Find original sequence from Array containing the sequence merged many times in order
Given a number N and an array arr[] that consist of merging N length sequence of distinct integers any number of times maintaining the relative order of elements in the initial sequence. The task is to find the initial sequence of length N maintaining the right order.
Examples:
Input: N = 4, arr[] = {1, 13, 1, 24, 13, 24, 2, 2}
Output: 1 13 24 2
Explanation:
Here the given sequence is obtained by merging 1 13 24 2 maintaining the relative order of elements. Therefore, the answer is 1 13 24 2.
Input: N = 3, arr[] = {3, 2, 3, 1, 2, 3, 2, 1, 1}
Output: 3 2 1
Explanation:
Here the given sequence is obtained by merging 3 2 1 maintaining the relative order of elements. Therefore, the answer is 3 2 1.

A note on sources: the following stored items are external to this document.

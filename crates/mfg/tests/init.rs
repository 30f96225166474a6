use mfg::domain::config::CatalogConfig;
use mfg::features::catalog::Catalog;

#[test]
fn default_features_register_the_catalog() {
    assert!(mfg::features::is_enabled("catalog"));
    assert!(!mfg::features::is_enabled("licensing"));

    let registry = mfg::init(&CatalogConfig::default()).unwrap();
    assert_eq!(registry.len(), 1);
    assert!(registry.get::<Catalog>().is_some());
}

#[test]
fn init_surfaces_slice_errors() {
    let mut config = CatalogConfig::default();
    config.sizing.global_min = 60;

    let err = mfg::init(&config).unwrap_err();
    assert!(err.to_string().contains("global_min"));
}
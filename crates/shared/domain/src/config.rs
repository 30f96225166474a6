use crate::constants::{DEFAULT_CURRENCY, GLOBAL_SIZE_MAX, GLOBAL_SIZE_MIN};
use serde::Deserialize;
use std::ops::{Deref, DerefMut};
use std::sync::Arc;

/// Catalog configuration shared by every slice.
#[derive(Default, Debug, Clone, Deserialize)]
#[serde(default)]
pub struct CatalogConfigInner {
    pub sizing: SizingConfig,
    pub ids: IdConfig,
    pub validation: ValidationConfig,
    pub variants: VariantConfig,
    pub defaults: DefaultsConfig,
}

/// Thin Arc-wrapped config for inexpensive cloning into subsystems.
#[derive(Default, Debug, Clone, Deserialize)]
pub struct CatalogConfig {
    #[serde(flatten, default)]
    inner: Arc<CatalogConfigInner>,
}

impl Deref for CatalogConfig {
    type Target = CatalogConfigInner;

    fn deref(&self) -> &Self::Target {
        &self.inner
    }
}

impl DerefMut for CatalogConfig {
    fn deref_mut(&mut self) -> &mut CatalogConfigInner {
        Arc::make_mut(&mut self.inner)
    }
}

/// Size bounds and form defaults.
#[derive(Debug, Clone, Deserialize)]
#[serde(default)]
pub struct SizingConfig {
    pub global_min: u8,
    pub global_max: u8,
    pub default_min: u8,
    pub default_max: u8,
    pub sole_default_min: u8,
    pub sole_default_max: u8,
}

#[derive(Debug, Clone, Copy, Default, PartialEq, Eq, Deserialize)]
#[serde(rename_all = "lowercase")]
pub enum IdStrategy {
    #[default]
    Nanoid,
    /// Deterministic per-session counter; handy for tests and fixtures.
    Sequential,
}

/// Entry id synthesis.
#[derive(Debug, Clone, Deserialize)]
#[serde(default)]
pub struct IdConfig {
    pub strategy: IdStrategy,
    pub length: usize,
}

#[derive(Debug, Clone, Deserialize)]
#[serde(default)]
pub struct ValidationConfig {
    /// Stop at the first blocking violation instead of collecting all of them.
    pub fail_fast: bool,
    pub coverage_warnings: bool,
}

#[derive(Debug, Clone, Deserialize)]
#[serde(default)]
pub struct VariantConfig {
    /// Refuse to save a variant that references a missing or inactive option.
    pub reject_unresolved_on_save: bool,
}

/// Labels and values used when a fresh form is defaulted.
#[derive(Debug, Clone, Deserialize)]
#[serde(default)]
pub struct DefaultsConfig {
    pub perforation_label: String,
    pub insole_label: String,
    pub hardware_label: String,
    pub currency: String,
}

// --- Default ---

impl Default for SizingConfig {
    fn default() -> Self {
        Self {
            global_min: GLOBAL_SIZE_MIN,
            global_max: GLOBAL_SIZE_MAX,
            default_min: 39,
            default_max: 45,
            sole_default_min: 35,
            sole_default_max: 46,
        }
    }
}

impl Default for IdConfig {
    fn default() -> Self {
        Self { strategy: IdStrategy::Nanoid, length: 12 }
    }
}

impl Default for ValidationConfig {
    fn default() -> Self {
        Self { fail_fast: false, coverage_warnings: true }
    }
}

impl Default for VariantConfig {
    fn default() -> Self {
        Self { reject_unresolved_on_save: true }
    }
}

impl Default for DefaultsConfig {
    fn default() -> Self {
        Self {
            perforation_label: "Без перфорации".to_owned(),
            insole_label: "Стелька стандарт".to_owned(),
            hardware_label: "Базовый комплект".to_owned(),
            currency: DEFAULT_CURRENCY.to_owned(),
        }
    }
}
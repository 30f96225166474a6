use mfg_catalog::SequentialIdGenerator;
use mfg_catalog::form::{ModelFormValues, model_from_form_values, model_to_form_values};
use mfg_domain::config::CatalogConfig;
use mfg_domain::{
    CuttingPartUsage, Gender, HardwareItemOption, HardwareSet, InsoleOption, LacingType,
    MaterialGroup, MaterialReference, ModelCategory, ModelDraft, ModelType, PerforationOption,
    ReferenceItem, Season, SoleOption, SuperBom, UnitOfMeasure,
};
use proptest::prelude::*;
use strum::IntoEnumIterator;

fn id(prefix: &'static str) -> impl Strategy<Value = String> {
    "[a-z0-9]{1,8}".prop_map(move |suffix| format!("{prefix}-{suffix}"))
}

fn money() -> impl Strategy<Value = f64> {
    (0u32..1_000_000).prop_map(|cents| f64::from(cents) / 100.0)
}

fn text() -> impl Strategy<Value = String> {
    "[A-Za-zА-Яа-я0-9 ]{0,16}"
}

fn maybe_text() -> impl Strategy<Value = Option<String>> {
    proptest::option::of(text())
}

fn one_of<T: IntoEnumIterator + Clone + std::fmt::Debug + 'static>() -> impl Strategy<Value = T> {
    prop::sample::select(T::iter().collect::<Vec<_>>())
}

fn placeholder(id: String) -> MaterialReference {
    MaterialReference::placeholder(id, MaterialGroup::Other, UnitOfMeasure::Piece)
}

fn perforation() -> impl Strategy<Value = PerforationOption> {
    let texts = (text(), maybe_text(), maybe_text(), maybe_text());
    (id("perf"), texts, any::<bool>(), any::<bool>()).prop_map(
        |(id, (name, code, description, preview_image), is_default, is_active)| {
            PerforationOption { id, name, code, description, preview_image, is_default, is_active }
        },
    )
}

fn insole() -> impl Strategy<Value = InsoleOption> {
    let season = proptest::option::of(one_of::<Season>());
    let details = (maybe_text(), season, proptest::option::of(0u8..12));
    (id("insole"), text(), details, any::<bool>(), any::<bool>()).prop_map(
        |(id, name, (material, seasonality, thickness), is_default, is_active)| InsoleOption {
            id,
            name,
            material,
            seasonality,
            thickness_mm: thickness.map(f64::from),
            is_default,
            is_active,
        },
    )
}

fn hardware_item() -> impl Strategy<Value = HardwareItemOption> {
    let materials = prop::collection::vec(id("mat"), 0..3);
    let group = one_of::<MaterialGroup>();
    (id("hardware-item"), text(), group, materials, any::<bool>(), maybe_text()).prop_map(
        |(id, name, material_group, materials, requires_exact_selection, notes)| {
            HardwareItemOption {
                id,
                name,
                material_group,
                compatible_materials: materials.into_iter().map(placeholder).collect(),
                requires_exact_selection,
                notes,
            }
        },
    )
}

fn hardware_set() -> impl Strategy<Value = HardwareSet> {
    let items = prop::collection::vec(hardware_item(), 0..3);
    (id("hardware"), text(), maybe_text(), items, any::<bool>(), any::<bool>()).prop_map(
        |(id, name, description, items, is_default, is_active)| HardwareSet {
            id,
            name,
            description,
            items,
            is_default,
            is_active,
        },
    )
}

fn cutting_part() -> impl Strategy<Value = CuttingPartUsage> {
    let costs = (proptest::option::of(money()), proptest::option::of(money()));
    (id("cutting"), id("part"), id("mat"), 1u8..=10, costs, maybe_text()).prop_map(
        |(id, part, material, quantity, (consumption_per_pair, labor_cost), notes)| {
            CuttingPartUsage {
                id,
                part: ReferenceItem::cutting_part(part),
                material: placeholder(material),
                quantity,
                consumption_per_pair,
                labor_cost,
                notes,
            }
        },
    )
}

fn sole() -> impl Strategy<Value = SoleOption> {
    let sizes = (20u8..=55, 0u8..10);
    (id("sole"), text(), id("mat"), sizes, any::<bool>(), maybe_text(), maybe_text()).prop_map(
        |(id, name, material, (size_min, span), is_default, color, notes)| SoleOption {
            id,
            name,
            material: MaterialReference::placeholder(
                material,
                MaterialGroup::Sole,
                UnitOfMeasure::Pair,
            ),
            size_min,
            size_max: size_min.saturating_add(span),
            is_default,
            color,
            notes,
        },
    )
}

prop_compose! {
    fn classification()(
        gender in one_of::<Gender>(),
        model_type in one_of::<ModelType>(),
        category in one_of::<ModelCategory>(),
        season in proptest::option::of(one_of::<Season>()),
        lacing_type in proptest::option::of(one_of::<LacingType>()),
        collection in maybe_text(),
        last_code in maybe_text(),
        last_type in maybe_text(),
    ) -> ModelDraft {
        ModelDraft {
            gender,
            model_type,
            category,
            season,
            lacing_type,
            collection,
            last_code,
            last_type,
            ..ModelDraft::default()
        }
    }
}

prop_compose! {
    fn draft()(
        base in classification(),
        name in text(),
        article in "[A-Z]{2}-[0-9]{3}",
        size_min in 20u8..=40,
        span in 0u8..=15,
        is_active in any::<bool>(),
        retail_price in money(),
        costs in (
            proptest::option::of(money()),
            proptest::option::of(money()),
            proptest::option::of(money()),
        ),
        perforation_options in prop::collection::vec(perforation(), 0..3),
        insole_options in prop::collection::vec(insole(), 0..3),
        hardware_sets in prop::collection::vec(hardware_set(), 0..3),
        cutting_parts in prop::collection::vec(cutting_part(), 0..4),
        sole_options in prop::collection::vec(sole(), 0..3),
        default_sole_option_id in proptest::option::of(id("sole")),
        description in maybe_text(),
        notes in maybe_text(),
    ) -> ModelDraft {
        let (material_cost, labor_cost, overhead_cost) = costs;
        ModelDraft {
            name,
            article,
            size_min,
            size_max: size_min + span,
            default_sole_option_id,
            is_active,
            retail_price,
            wholesale_price: retail_price / 2.0,
            material_cost,
            labor_cost,
            overhead_cost,
            description,
            super_bom: SuperBom { perforation_options, insole_options, hardware_sets },
            cutting_parts,
            sole_options,
            notes,
            ..base
        }
    }
}

proptest! {
    #[test]
    fn form_round_trip_preserves_the_draft(draft in draft()) {
        let config = CatalogConfig::default();
        let ids = SequentialIdGenerator::default();

        let values = model_to_form_values(Some(&draft), &config, &ids);
        let restored = model_from_form_values(values, &config, &ids);

        prop_assert_eq!(restored, draft);
    }

    #[test]
    fn form_values_survive_json(draft in draft()) {
        let config = CatalogConfig::default();
        let ids = SequentialIdGenerator::default();
        let values = model_to_form_values(Some(&draft), &config, &ids);

        let json = serde_json::to_string(&values).unwrap();
        let parsed: ModelFormValues = serde_json::from_str(&json).unwrap();

        prop_assert_eq!(values, parsed);
    }
}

Approach: The idea is to observe that the element occurring first in the given sequence is the first element of the resultant restored sequence. Take that element in our restored sequence and don’t include duplicate from the given sequence. Perform the same for the rest of the elements until we reach the end. The idea can be implemented by both Map and Set in C++.
Using Map
- Traverse through the given sequence from left to right.
- The element coming for the first time in the sequence is taken into account and marked using a map.
- Elements that are marked while traversing are ignored.
- Step 2 and Step 3 is continued until the end of the given sequence is reached.
Below is the implementation of the above approach:
C++
#include <bits/stdc++.h>
using namespace std;
vector< int > restore( int arr[], int N)
{
vector< int > result;
map< int , int > mp;
for ( int i = 0; i < N; i++) {
if (mp[arr[i]] == 0) {
result.push_back(arr[i]);
mp[arr[i]]++;
}
}
return result;
}
void print_result(vector< int > result)
{
for ( int i = 0; i < result.size(); i++)
cout << result[i] << " " ;
}
int main()
{
int arr[] = { 1, 13, 1, 24, 13, 24, 2, 2 };
int N = sizeof (arr) / sizeof (arr[0]);
print_result(restore(arr, N));
return 0;
}
|
Java
import java.util.*;
class GFG{
static Vector<Integer> restore( int arr[], int N)
{
Vector<Integer> result = new Vector<>();
HashMap<Integer,
Integer> mp = new HashMap<Integer,
Integer>();
for ( int i = 0 ; i < N; i++)
{
if (mp.containsKey(arr[i]) &&
mp.get(arr[i]) == 0 )
{
result.add(arr[i]);
if (mp.containsKey(arr[i]))
{
mp.put(arr[i], mp.get(arr[i]) + 1 );
}
else
{
mp.put(arr[i], 1 );
}
}
else
mp.put(arr[i], 0 );
}
return result;
}
static void print_result(Vector<Integer> result)
{
for ( int i = 0 ; i < result.size(); i++)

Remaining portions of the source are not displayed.